Fecal analysis is often more likely to detect exposure to highly insoluble Type S material than urinalysis. The ratio between the fecal excretion level per day and the urine excretion level per day is greater than 7, as calculated for a 90-day sampling interval. All action levels are above the typically attainable MDA for fecal analysis of 0.1 pCi per L (ANSI/HPS 1996). Thus, it is recommended that facilities that have a significant Type S uranium exposure potential should have fecal analysis capabilities available to them, unless they have urinalysis methods that have MDAs well below the 0.1 pCi per sample (ANSI/HPS 1995).

A fecal sampling program must be designed to optimize worker cooperation, whether collecting samples at home or in the workplace. Since the frequency of fecal voiding varies greatly from person to person, the sample collection program must be adaptable. Flexibility in sample dates is important. It is suggested that when a fecal sample is required, the worker be provided with a kit and instructed to collect the sample, noting the date and time of voiding on the sample label. This practice can reduce the

likelihood of unsuccessful samples. If multiple samples are required (for example, to collect the total early fecal clearance following an acute inhalation exposure), the worker may be given several kits and told to collect the next several voidings, noting the date and time of each.

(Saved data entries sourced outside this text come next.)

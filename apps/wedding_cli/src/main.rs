use std::{path::PathBuf, sync::Arc, time::Duration};

use anyhow::Result;
use async_trait::async_trait;
use chrono::Utc;
use clap::{Args, Parser, Subcommand, ValueEnum};
use rsvp_client::{
    site::{wedding_instant, Countdown},
    FormEvent, HttpIntakePort, RsvpController, SubmissionPort,
};
use shared::{
    config::SiteConfig,
    domain::{AttendanceState, FieldName},
    protocol::SubmissionPayload,
};
use tracing::{info, warn};
use tracing_subscriber::EnvFilter;

mod config;

use crate::config::load_settings;

#[derive(Parser, Debug)]
#[command(name = "wedding", about = "Countdown and RSVP tools for the wedding site")]
struct Cli {
    /// Site configuration file (defaults to ./site.toml when present).
    #[arg(long, global = true)]
    config: Option<PathBuf>,
    #[command(subcommand)]
    command: Command,
}

#[derive(Subcommand, Debug)]
enum Command {
    /// Show the time left until the ceremony.
    Countdown {
        /// Re-render every second until the day arrives.
        #[arg(long)]
        watch: bool,
    },
    /// Fill in and submit the RSVP form.
    Rsvp(RsvpArgs),
    /// Print the effective site configuration.
    Config,
}

#[derive(Debug, Clone, Copy, ValueEnum)]
enum Attending {
    Yes,
    No,
}

impl From<Attending> for AttendanceState {
    fn from(value: Attending) -> Self {
        match value {
            Attending::Yes => AttendanceState::Attending,
            Attending::No => AttendanceState::NotAttending,
        }
    }
}

#[derive(Args, Debug)]
struct RsvpArgs {
    #[arg(long, default_value = "")]
    guest_name: String,
    #[arg(long, default_value = "")]
    email: String,
    #[arg(long, default_value = "")]
    phone: String,
    #[arg(long, value_enum)]
    attending: Option<Attending>,
    #[arg(long)]
    guest_count: Option<String>,
    /// Meal choice per guest, repeated in guest order.
    #[arg(long = "meal")]
    meals: Vec<String>,
    #[arg(long, default_value = "")]
    guest_names: String,
    #[arg(long, default_value = "")]
    dietary_restrictions: String,
    #[arg(long, default_value = "")]
    special_requests: String,
    /// Print the request instead of sending it.
    #[arg(long)]
    dry_run: bool,
}

/// Port that writes the request to stdout.
struct PrintingPort;

#[async_trait]
impl SubmissionPort for PrintingPort {
    async fn submit(&self, endpoint: &str, payload: &SubmissionPayload) -> Result<()> {
        println!("POST {endpoint}");
        println!("{}", serde_json::to_string_pretty(payload)?);
        Ok(())
    }
}

#[tokio::main]
async fn main() -> Result<()> {
    tracing_subscriber::fmt()
        .with_env_filter(
            EnvFilter::try_from_default_env().unwrap_or_else(|_| EnvFilter::new("info")),
        )
        .with_writer(std::io::stderr)
        .init();

    let cli = Cli::parse();
    let settings = Arc::new(load_settings(cli.config.as_deref())?);

    match cli.command {
        Command::Countdown { watch } => run_countdown(&settings, watch).await,
        Command::Rsvp(args) => run_rsvp(settings, args).await,
        Command::Config => {
            println!("{}", toml::to_string_pretty(settings.as_ref())?);
            Ok(())
        }
    }
}

async fn run_countdown(settings: &SiteConfig, watch: bool) -> Result<()> {
    let target = wedding_instant(settings.wedding_date);
    if !watch {
        println!("{}", Countdown::until(target, Utc::now()));
        return Ok(());
    }

    let mut ticker = tokio::time::interval(Duration::from_secs(1));
    loop {
        ticker.tick().await;
        let countdown = Countdown::until(target, Utc::now());
        println!("{countdown}");
        if countdown == Countdown::Arrived {
            return Ok(());
        }
    }
}

fn enter(controller: &mut RsvpController, field: FieldName, value: String) {
    controller.apply(FormEvent::Input { field, value });
    controller.apply(FormEvent::Blur(field));
}

/// Matches a typed meal against the configured options ignoring case.
fn canonical_meal(settings: &SiteConfig, typed: &str) -> String {
    settings
        .meal_options
        .iter()
        .find(|option| option.eq_ignore_ascii_case(typed.trim()))
        .cloned()
        .unwrap_or_else(|| typed.to_string())
}

async fn run_rsvp(settings: Arc<SiteConfig>, args: RsvpArgs) -> Result<()> {
    let port: Arc<dyn SubmissionPort> = if args.dry_run {
        Arc::new(PrintingPort)
    } else {
        Arc::new(HttpIntakePort::new())
    };
    let mut controller = RsvpController::new(settings.clone(), port);

    enter(&mut controller, FieldName::GuestName, args.guest_name);
    enter(&mut controller, FieldName::Email, args.email);
    enter(&mut controller, FieldName::Phone, args.phone);

    if let Some(attending) = args.attending {
        controller.apply(FormEvent::AttendingSelected(attending.into()));
    }
    if let Some(guest_count) = args.guest_count {
        enter(&mut controller, FieldName::GuestCount, guest_count);
        controller.apply(FormEvent::GuestCountCommitted);
    }
    for (idx, meal) in args.meals.iter().enumerate() {
        controller.apply(FormEvent::MealSelected {
            guest: idx as u32 + 1,
            option: canonical_meal(&settings, meal),
        });
    }

    enter(&mut controller, FieldName::GuestNames, args.guest_names);
    enter(
        &mut controller,
        FieldName::DietaryRestrictions,
        args.dietary_restrictions,
    );
    enter(
        &mut controller,
        FieldName::SpecialRequests,
        args.special_requests,
    );

    let outcome = controller.submit().await;
    let view = controller.view();

    for field in &view.fields {
        if let Some(error) = &field.error {
            eprintln!("{}: {}", field.name, error.message);
        }
    }
    for alert in &view.alerts {
        eprintln!("{} {}", alert.icon, alert.message);
    }

    if let Err(err) = &outcome {
        warn!(
            code = ?err.code(),
            retryable = err.is_retryable(),
            "rsvp not delivered"
        );
    }
    let payload = outcome?;
    if let Some(confirmation) = view.confirmation {
        println!("{}", confirmation.heading);
        println!("{}", confirmation.message);
        println!("{}", confirmation.note);
    }
    info!(
        attending = %payload.attending,
        guest_count = payload.guest_count,
        "rsvp delivered"
    );
    Ok(())
}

Since the total fecal voiding should be collected, thought must be given to the kit provided. Fecal sampling kits can be obtained from medical supply companies or designed by the site. A typical kit might include a large plastic zipper-closure bag to hold the sample, placed inside a 1- to 2-liter collection bucket with a tight-fitting lid. The bucket and bag can be held in place under a toilet seat by a trapezoid-shaped bracket with a hole through it sized to hold the bucket. After sample collection, the zipper bag is sealed, the lid is snapped tight on the bucket, and the bucket placed in a cardboard box.

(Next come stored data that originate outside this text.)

use std::collections::HashSet;

use chrono::NaiveDateTime;
use serde::{Deserialize, Serialize};
use url::Url;

use crate::error::ConfigError;

/// Value shipped in the site template until the intake script is deployed.
pub const PLACEHOLDER_INTAKE_URL: &str = "YOUR_APPS_SCRIPT_URL_HERE";

#[derive(Debug, Clone, PartialEq, Eq, Default, Serialize, Deserialize)]
#[serde(default)]
pub struct Venue {
    pub name: String,
    pub address: String,
    pub time: String,
}

#[derive(Debug, Clone, Copy, PartialEq, Eq, Default, Serialize, Deserialize)]
#[serde(default)]
pub struct FeatureFlags {
    pub registry: bool,
    pub gallery: bool,
}

/// Empty strings hide the matching link.
#[derive(Debug, Clone, PartialEq, Eq, Default, Serialize, Deserialize)]
#[serde(default)]
pub struct SocialLinks {
    pub instagram_handle: String,
    pub facebook_url: String,
    pub wedding_hashtag: String,
}

#[derive(Debug, Clone, PartialEq, Eq, Serialize, Deserialize)]
#[serde(default)]
pub struct SiteConfig {
    pub intake_url: String,
    /// Local wall-clock time of the ceremony.
    pub wedding_date: NaiveDateTime,
    pub couple_names: String,
    pub bride_name: String,
    pub groom_name: String,
    pub contact_email: String,
    pub contact_phone: String,
    pub max_guests: u32,
    pub meal_options: Vec<String>,
    pub ceremony: Venue,
    pub reception: Venue,
    pub features: FeatureFlags,
    pub social: SocialLinks,
}

impl Default for SiteConfig {
    fn default() -> Self {
        Self {
            intake_url: PLACEHOLDER_INTAKE_URL.into(),
            wedding_date: NaiveDateTime::parse_from_str("2026-08-15T16:00:00", "%Y-%m-%dT%H:%M:%S")
                .unwrap_or_default(),
            couple_names: "Jane & John".into(),
            bride_name: "Jane".into(),
            groom_name: "John".into(),
            contact_email: "wedding@example.com".into(),
            contact_phone: "(555) 123-4567".into(),
            max_guests: 10,
            meal_options: ["Beef", "Chicken", "Fish", "Vegetarian", "Vegan"]
                .into_iter()
                .map(String::from)
                .collect(),
            ceremony: Venue {
                name: "Beautiful Garden Chapel".into(),
                address: "123 Wedding Lane, City, State 12345".into(),
                time: "4:00 PM".into(),
            },
            reception: Venue {
                name: "Grand Ballroom".into(),
                address: "456 Celebration Ave, City, State 12345".into(),
                time: "6:00 PM".into(),
            },
            features: FeatureFlags::default(),
            social: SocialLinks::default(),
        }
    }
}

impl SiteConfig {
    /// False while the intake URL is blank or still the template placeholder.
    pub fn is_intake_configured(&self) -> bool {
        let url = self.intake_url.trim();
        !url.is_empty() && url != PLACEHOLDER_INTAKE_URL
    }

    pub fn validate(&self) -> Result<(), ConfigError> {
        if self.max_guests == 0 {
            return Err(ConfigError::NoGuestsAllowed);
        }
        if self.meal_options.is_empty() {
            return Err(ConfigError::NoMealOptions);
        }

        let mut seen = HashSet::new();
        for (idx, option) in self.meal_options.iter().enumerate() {
            if option.trim().is_empty() {
                return Err(ConfigError::BlankMealOption(idx));
            }
            // Option ids are lowercased, so "Beef" and "beef" would collide.
            if !seen.insert(option.to_lowercase()) {
                return Err(ConfigError::DuplicateMealOption(option.clone()));
            }
        }

        if self.is_intake_configured() {
            Url::parse(self.intake_url.trim()).map_err(|err| ConfigError::InvalidIntakeUrl {
                url: self.intake_url.clone(),
                reason: err.to_string(),
            })?;
        }

        Ok(())
    }
}

#[cfg(test)]
mod tests {
    use super::*;
    use crate::error::ErrorCode;

    #[test]
    fn defaults_are_valid_but_unconfigured() {
        let config = SiteConfig::default();
        assert!(config.validate().is_ok());
        assert!(!config.is_intake_configured());
        assert_eq!(config.max_guests, 10);
        assert_eq!(config.meal_options.len(), 5);
        assert_eq!(
            config.wedding_date.format("%Y-%m-%d %H:%M").to_string(),
            "2026-08-15 16:00"
        );
    }

    #[test]
    fn blank_intake_url_is_unconfigured() {
        let config = SiteConfig {
            intake_url: "   ".into(),
            ..SiteConfig::default()
        };
        assert!(!config.is_intake_configured());
    }

    #[test]
    fn rejects_case_insensitive_duplicate_meals() {
        let config = SiteConfig {
            meal_options: vec!["Beef".into(), "beef".into()],
            ..SiteConfig::default()
        };
        assert_eq!(
            config.validate(),
            Err(ConfigError::DuplicateMealOption("beef".into()))
        );
    }

    #[test]
    fn rejects_malformed_intake_url() {
        let config = SiteConfig {
            intake_url: "not a url".into(),
            ..SiteConfig::default()
        };
        let err = config.validate().expect_err("malformed url");
        assert!(matches!(err, ConfigError::InvalidIntakeUrl { .. }));
        assert_eq!(err.code(), ErrorCode::Configuration);
    }

    #[test]
    fn partial_document_keeps_defaults() {
        let config: SiteConfig =
            serde_json::from_str(r#"{"max_guests": 4, "ceremony": {"name": "Chapel"}}"#)
                .expect("config json");
        assert_eq!(config.max_guests, 4);
        assert_eq!(config.ceremony.name, "Chapel");
        assert_eq!(config.ceremony.address, "");
        assert_eq!(config.meal_options.len(), 5);
    }
}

Following collection, the provisions for sample handling, control, analytical, and QC are similar to those described above for urine samples. One particular concern for fecal analysis is the potential

difficulty of dissolving Type S uranium in the fecal matrix. While nitric acid dissolution may be adequate, enhanced digestion using hydrofluoric acid may be preferred.

5.5.4 Conditions for Adjustments of Action Levels

When workers are potentially exposed to other radiation sources or toxic agents, the action levels should be reevaluated. Since uranium has both chemical and radiological toxicity characteristics, urinalysis results should be interpreted both in terms of mass and radioactivity to ensure that the most appropriate set of action levels is used (ANSI/HPS 1995).